- **Aim of the exercise**: The required answer is every line of the data containing the word "Running".

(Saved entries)

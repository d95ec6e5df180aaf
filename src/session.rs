//! One detection run, from opening the stream to reconciling with the catalog.
//!
//! ```text
//! Idle --open ok--> Running --window elapsed--> WindowClosing --> Stopped(WindowClosed)
//!   |                  |
//!   | open failed      | end of stream / read failed / empty frame / overlay quit
//!   v                  v
//! Stopped(SourceUnavailable)   Stopped(..)
//! ```
//!
//! A session closes at most one window. Abnormal stops confirm nothing and make
//! no catalog writes. The source is closed exactly once, on entering `Stopped`.

use chrono::NaiveDate;
use serde::Serialize;
use std::collections::BTreeSet;
use std::fmt;
use std::time::Instant;

use crate::catalog::{ReconcileReport, RemoteCatalog, WearCache};
use crate::config::WindowSettings;
use crate::detect::{DetectionResult, Detector};
use crate::ingest::FrameSource;
use crate::overlay::{OverlayControl, OverlaySink};
use crate::window::{DetectionWindow, Vocabulary};

/// Time source for window timing and the worn-items log date.
pub trait Clock: Send + Sync {
    fn now(&self) -> Instant;
    fn today(&self) -> NaiveDate;
}

/// Wall clock: monotonic instants, local calendar date.
#[derive(Clone, Copy, Debug, Default)]
pub struct SystemClock;

impl Clock for SystemClock {
    fn now(&self) -> Instant {
        Instant::now()
    }

    fn today(&self) -> NaiveDate {
        chrono::Local::now().date_naive()
    }
}

/// Per-session tuning, taken from `StationConfig`.
#[derive(Clone, Debug)]
pub struct SessionSettings {
    pub vocabulary: Vocabulary,
    pub window: WindowSettings,
}

impl Default for SessionSettings {
    fn default() -> Self {
        Self {
            vocabulary: Vocabulary::default(),
            window: WindowSettings::default(),
        }
    }
}

#[derive(Clone, Copy, Debug, PartialEq, Eq, Serialize)]
#[serde(rename_all = "snake_case")]
pub enum StopReason {
    SourceUnavailable,
    EndOfStream,
    ReadFailed,
    EmptyFrame,
    Quit,
    WindowClosed,
}

impl StopReason {
    /// Only a closed window yields a result.
    pub fn is_normal(self) -> bool {
        self == Self::WindowClosed
    }
}

impl fmt::Display for StopReason {
    fn fmt(&self, f: &mut fmt::Formatter<'_>) -> fmt::Result {
        let name = match self {
            Self::SourceUnavailable => "source unavailable",
            Self::EndOfStream => "end of stream",
            Self::ReadFailed => "read failed",
            Self::EmptyFrame => "empty frame",
            Self::Quit => "quit",
            Self::WindowClosed => "window closed",
        };
        f.write_str(name)
    }
}

#[derive(Clone, Copy, Debug, PartialEq, Eq)]
pub enum SessionState {
    Idle,
    Running,
    WindowClosing,
    Stopped(StopReason),
}

#[derive(Clone, Debug, PartialEq, Eq, Serialize)]
pub struct SessionOutcome {
    pub confirmed: BTreeSet<String>,
    pub stop_reason: StopReason,
    /// Frames read from the source, whether or not detection succeeded on them.
    pub frames: u64,
    pub report: ReconcileReport,
}

impl SessionOutcome {
    /// Outcome for a session whose source could not even be built.
    pub fn unavailable() -> Self {
        Self {
            confirmed: BTreeSet::new(),
            stop_reason: StopReason::SourceUnavailable,
            frames: 0,
            report: ReconcileReport::default(),
        }
    }

    pub fn confirmed_items(&self) -> Vec<String> {
        self.confirmed.iter().cloned().collect()
    }
}

pub struct DetectionSession<'a> {
    state: SessionState,
    source: Box<dyn FrameSource>,
    source_closed: bool,
    detector: &'a mut Detector,
    catalog: RemoteCatalog,
    clock: &'a dyn Clock,
    overlay: Option<&'a mut dyn OverlaySink>,
    window: DetectionWindow,
    cache: WearCache,
    frames: u64,
    confirmed: BTreeSet<String>,
    report: ReconcileReport,
}

impl<'a> DetectionSession<'a> {
    pub fn new(
        source: Box<dyn FrameSource>,
        detector: &'a mut Detector,
        catalog: RemoteCatalog,
        clock: &'a dyn Clock,
        settings: &SessionSettings,
    ) -> Self {
        let window = DetectionWindow::new(
            settings.vocabulary.clone(),
            settings.window.duration,
            settings.window.count_threshold,
            clock.now(),
        );
        Self {
            state: SessionState::Idle,
            source,
            source_closed: false,
            detector,
            catalog,
            clock,
            overlay: None,
            window,
            cache: WearCache::default(),
            frames: 0,
            confirmed: BTreeSet::new(),
            report: ReconcileReport::default(),
        }
    }

    pub fn with_overlay(mut self, overlay: &'a mut dyn OverlaySink) -> Self {
        self.overlay = Some(overlay);
        self
    }

    pub fn state(&self) -> SessionState {
        self.state
    }

    pub fn window(&self) -> &DetectionWindow {
        &self.window
    }

    /// Advance by one transition. Stepping a stopped session does nothing.
    pub fn step(&mut self) -> SessionState {
        let next = match self.state {
            SessionState::Idle => self.start(),
            SessionState::Running => self.process_frame(),
            SessionState::WindowClosing => self.close_window(),
            stopped @ SessionState::Stopped(_) => return stopped,
        };
        if let SessionState::Stopped(reason) = next {
            self.finish(reason);
        }
        self.state = next;
        next
    }

    /// Step until stopped and return the outcome.
    pub fn run(mut self) -> SessionOutcome {
        loop {
            if let SessionState::Stopped(reason) = self.step() {
                return SessionOutcome {
                    confirmed: std::mem::take(&mut self.confirmed),
                    stop_reason: reason,
                    frames: self.frames,
                    report: std::mem::take(&mut self.report),
                };
            }
        }
    }

    fn start(&mut self) -> SessionState {
        let description = self.source.describe();
        if let Err(err) = self.source.open() {
            log::warn!("cannot open {}: {:#}", description, err);
            return SessionState::Stopped(StopReason::SourceUnavailable);
        }
        log::info!(
            "session started on {} with {} backend",
            description,
            self.detector.backend_name()
        );
        self.cache = self.catalog.fetch_cache();
        self.window.reset(self.clock.now());
        SessionState::Running
    }

    fn process_frame(&mut self) -> SessionState {
        let frame = match self.source.next_frame() {
            Ok(Some(frame)) => frame,
            Ok(None) => return SessionState::Stopped(StopReason::EndOfStream),
            Err(err) => {
                log::warn!("frame read failed: {:#}", err);
                return SessionState::Stopped(StopReason::ReadFailed);
            }
        };
        if frame.is_empty() {
            log::warn!("frame {} carried no pixel data", frame.sequence);
            return SessionState::Stopped(StopReason::EmptyFrame);
        }
        self.frames += 1;

        let result = match self.detector.detect_full(&frame) {
            Ok(result) => result,
            Err(err) => {
                log::warn!("detection failed on frame {}: {:#}", frame.sequence, err);
                DetectionResult::default()
            }
        };
        let labels = result.labels();
        if !labels.is_empty() {
            log::debug!(
                "frame {} ({} ms old): {:?}",
                frame.sequence,
                frame.age().as_millis(),
                labels
            );
        }
        self.window.record(&labels);

        if let Some(overlay) = self.overlay.as_mut() {
            match overlay.render(&frame, &result) {
                Ok(OverlayControl::Quit) => return SessionState::Stopped(StopReason::Quit),
                Ok(OverlayControl::Continue) => {}
                Err(err) => log::warn!("overlay render failed: {:#}", err),
            }
        }

        if self.window.elapsed(self.clock.now()) {
            SessionState::WindowClosing
        } else {
            SessionState::Running
        }
    }

    fn close_window(&mut self) -> SessionState {
        let now = self.clock.now();
        let confirmed = self.window.close(now).unwrap_or_default();
        for (kind, (name, count)) in self.window.leaders() {
            log::info!("leading {}: {} ({} hits)", kind, name, count);
        }
        log::info!(
            "window closed after {} frames: confirmed {:?}",
            self.frames,
            confirmed
        );
        if !confirmed.is_empty() {
            self.report = self
                .catalog
                .reconcile(&mut self.cache, &confirmed, self.clock.today());
            if !self.report.is_clean() {
                log::warn!(
                    "reconcile incomplete: failed pushes {:?}, logged {}",
                    self.report.failed_pushes,
                    self.report.logged
                );
            }
        }
        self.window.reset(now);
        self.confirmed = confirmed;
        SessionState::Stopped(StopReason::WindowClosed)
    }

    fn finish(&mut self, reason: StopReason) {
        if !self.source_closed {
            let stats = self.source.stats();
            log::info!(
                "{}: {} frames captured, healthy: {}",
                stats.source,
                stats.frames_captured,
                self.source.is_healthy()
            );
            self.source.close();
            self.source_closed = true;
        }
        if reason.is_normal() {
            log::info!("session stopped: {}", reason);
        } else {
            log::warn!("session stopped early: {} after {} frames", reason, self.frames);
        }
    }
}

- **Result**:
//! Idle --open ok--> Running --window elapsed--> WindowClosing --> Stopped(WindowClosed)
    Running,
            SessionState::Running => self.process_frame(),
        SessionState::Running
            SessionState::Running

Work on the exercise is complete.